BEGIN GIVEN RECORDS

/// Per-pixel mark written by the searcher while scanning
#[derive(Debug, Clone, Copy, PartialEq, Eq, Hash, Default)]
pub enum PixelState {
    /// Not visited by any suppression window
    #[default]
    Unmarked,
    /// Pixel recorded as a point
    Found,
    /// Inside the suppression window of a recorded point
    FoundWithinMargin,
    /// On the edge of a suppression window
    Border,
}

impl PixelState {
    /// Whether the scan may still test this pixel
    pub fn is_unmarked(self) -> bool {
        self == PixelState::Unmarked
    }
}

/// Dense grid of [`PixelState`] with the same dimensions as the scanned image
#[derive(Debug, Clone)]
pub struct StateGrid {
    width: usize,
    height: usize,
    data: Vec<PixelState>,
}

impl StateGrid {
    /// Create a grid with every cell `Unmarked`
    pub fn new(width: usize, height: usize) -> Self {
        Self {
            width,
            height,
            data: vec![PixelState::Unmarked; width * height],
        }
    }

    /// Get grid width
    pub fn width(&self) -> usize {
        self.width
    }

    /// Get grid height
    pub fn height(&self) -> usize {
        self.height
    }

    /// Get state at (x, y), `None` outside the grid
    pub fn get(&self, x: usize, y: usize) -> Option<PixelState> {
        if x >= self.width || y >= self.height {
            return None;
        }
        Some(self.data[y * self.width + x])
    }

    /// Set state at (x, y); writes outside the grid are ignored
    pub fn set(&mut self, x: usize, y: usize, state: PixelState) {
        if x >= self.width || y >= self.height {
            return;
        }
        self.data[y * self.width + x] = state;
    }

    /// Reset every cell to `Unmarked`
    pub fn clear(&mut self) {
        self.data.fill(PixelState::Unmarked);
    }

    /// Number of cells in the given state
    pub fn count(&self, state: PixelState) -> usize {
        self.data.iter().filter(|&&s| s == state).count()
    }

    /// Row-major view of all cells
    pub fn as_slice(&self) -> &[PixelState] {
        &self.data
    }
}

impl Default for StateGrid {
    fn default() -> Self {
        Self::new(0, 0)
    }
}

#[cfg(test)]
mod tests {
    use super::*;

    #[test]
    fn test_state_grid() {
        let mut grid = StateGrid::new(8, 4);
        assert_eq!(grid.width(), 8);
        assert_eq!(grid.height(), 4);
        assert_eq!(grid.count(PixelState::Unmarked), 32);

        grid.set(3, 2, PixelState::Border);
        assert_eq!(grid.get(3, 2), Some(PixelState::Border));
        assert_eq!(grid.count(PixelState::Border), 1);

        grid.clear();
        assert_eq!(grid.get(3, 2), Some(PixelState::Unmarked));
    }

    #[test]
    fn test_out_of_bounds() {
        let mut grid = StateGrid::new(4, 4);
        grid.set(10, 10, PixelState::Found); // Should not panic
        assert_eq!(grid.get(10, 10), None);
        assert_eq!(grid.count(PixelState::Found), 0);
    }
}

END GIVEN RECORDS

YOUR OBJECTIVE -> Lines before the one containing "let mut grid = StateGrid::new(4, 4);" are to be left out; that line and every line after it through the end of the data should be copied exactly.

ANSWER TO THIS TASK ->
        let mut grid = StateGrid::new(4, 4);
        grid.set(10, 10, PixelState::Found); // Should not panic
        assert_eq!(grid.get(10, 10), None);
        assert_eq!(grid.count(PixelState::Found), 0);
    }
}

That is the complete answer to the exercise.